Dataset entries

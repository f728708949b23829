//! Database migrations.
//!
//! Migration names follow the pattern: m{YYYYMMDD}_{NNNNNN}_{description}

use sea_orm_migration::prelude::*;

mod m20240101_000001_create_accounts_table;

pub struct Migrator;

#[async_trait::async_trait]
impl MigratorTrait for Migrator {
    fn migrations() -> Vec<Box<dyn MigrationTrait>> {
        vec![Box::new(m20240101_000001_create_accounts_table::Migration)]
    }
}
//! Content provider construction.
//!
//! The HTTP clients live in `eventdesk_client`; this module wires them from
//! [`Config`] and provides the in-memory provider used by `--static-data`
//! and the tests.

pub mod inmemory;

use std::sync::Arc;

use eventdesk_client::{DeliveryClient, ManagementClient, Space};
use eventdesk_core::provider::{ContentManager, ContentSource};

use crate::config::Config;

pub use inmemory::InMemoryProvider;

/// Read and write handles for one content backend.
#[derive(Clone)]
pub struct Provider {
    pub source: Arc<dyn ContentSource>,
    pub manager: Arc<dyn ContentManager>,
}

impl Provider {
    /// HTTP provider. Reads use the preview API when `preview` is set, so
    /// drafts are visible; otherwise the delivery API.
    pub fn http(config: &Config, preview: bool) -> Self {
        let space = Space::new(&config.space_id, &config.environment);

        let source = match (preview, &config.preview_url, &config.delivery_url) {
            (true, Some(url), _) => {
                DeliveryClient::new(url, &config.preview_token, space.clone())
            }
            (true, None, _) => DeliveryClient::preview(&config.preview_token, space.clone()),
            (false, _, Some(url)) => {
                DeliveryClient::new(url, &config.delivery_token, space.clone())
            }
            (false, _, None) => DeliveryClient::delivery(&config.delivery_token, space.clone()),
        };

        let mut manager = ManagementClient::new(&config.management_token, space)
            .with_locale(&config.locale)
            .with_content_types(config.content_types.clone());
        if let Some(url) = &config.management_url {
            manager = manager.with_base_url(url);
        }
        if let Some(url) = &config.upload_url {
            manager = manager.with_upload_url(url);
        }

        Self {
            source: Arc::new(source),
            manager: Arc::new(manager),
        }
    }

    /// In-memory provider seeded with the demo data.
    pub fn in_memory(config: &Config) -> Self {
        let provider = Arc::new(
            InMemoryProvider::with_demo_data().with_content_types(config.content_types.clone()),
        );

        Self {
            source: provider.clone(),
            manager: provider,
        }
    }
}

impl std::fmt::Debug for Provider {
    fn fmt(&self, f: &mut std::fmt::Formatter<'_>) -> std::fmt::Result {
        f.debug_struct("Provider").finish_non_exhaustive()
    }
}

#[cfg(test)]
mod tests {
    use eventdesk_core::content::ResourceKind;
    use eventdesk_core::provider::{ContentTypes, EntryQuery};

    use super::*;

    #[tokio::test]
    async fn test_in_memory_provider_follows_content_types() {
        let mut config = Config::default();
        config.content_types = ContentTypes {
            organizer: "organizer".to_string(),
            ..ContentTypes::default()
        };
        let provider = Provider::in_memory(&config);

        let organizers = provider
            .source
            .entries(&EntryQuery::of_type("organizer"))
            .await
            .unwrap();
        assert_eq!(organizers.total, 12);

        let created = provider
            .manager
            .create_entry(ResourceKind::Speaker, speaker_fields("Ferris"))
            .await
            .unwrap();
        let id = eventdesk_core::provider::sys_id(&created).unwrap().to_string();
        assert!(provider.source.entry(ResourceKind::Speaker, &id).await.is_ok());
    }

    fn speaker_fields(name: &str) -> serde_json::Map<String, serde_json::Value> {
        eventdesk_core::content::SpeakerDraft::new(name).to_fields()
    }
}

▶ Required work
Of the lines above, output exactly those from the line bearing "pub manager: Arc<dyn" through the line bearing "#[tokio::test]", inclusive.

▶ Result for this task
    pub manager: Arc<dyn ContentManager>,
}

impl Provider {
    /// HTTP provider. Reads use the preview API when `preview` is set, so
    /// drafts are visible; otherwise the delivery API.
    pub fn http(config: &Config, preview: bool) -> Self {
        let space = Space::new(&config.space_id, &config.environment);

        let source = match (preview, &config.preview_url, &config.delivery_url) {
            (true, Some(url), _) => {
                DeliveryClient::new(url, &config.preview_token, space.clone())
            }
            (true, None, _) => DeliveryClient::preview(&config.preview_token, space.clone()),
            (false, _, Some(url)) => {
                DeliveryClient::new(url, &config.delivery_token, space.clone())
            }
            (false, _, None) => DeliveryClient::delivery(&config.delivery_token, space.clone()),
        };

        let mut manager = ManagementClient::new(&config.management_token, space)
            .with_locale(&config.locale)
            .with_content_types(config.content_types.clone());
        if let Some(url) = &config.management_url {
            manager = manager.with_base_url(url);
        }
        if let Some(url) = &config.upload_url {
            manager = manager.with_upload_url(url);
        }

        Self {
            source: Arc::new(source),
            manager: Arc::new(manager),
        }
    }

    /// In-memory provider seeded with the demo data.
    pub fn in_memory(config: &Config) -> Self {
        let provider = Arc::new(
            InMemoryProvider::with_demo_data().with_content_types(config.content_types.clone()),
        );

        Self {
            source: provider.clone(),
            manager: provider,
        }
    }
}

impl std::fmt::Debug for Provider {
    fn fmt(&self, f: &mut std::fmt::Formatter<'_>) -> std::fmt::Result {
        f.debug_struct("Provider").finish_non_exhaustive()
    }
}

#[cfg(test)]
mod tests {
    use eventdesk_core::content::ResourceKind;
    use eventdesk_core::provider::{ContentTypes, EntryQuery};

    use super::*;

    #[tokio::test]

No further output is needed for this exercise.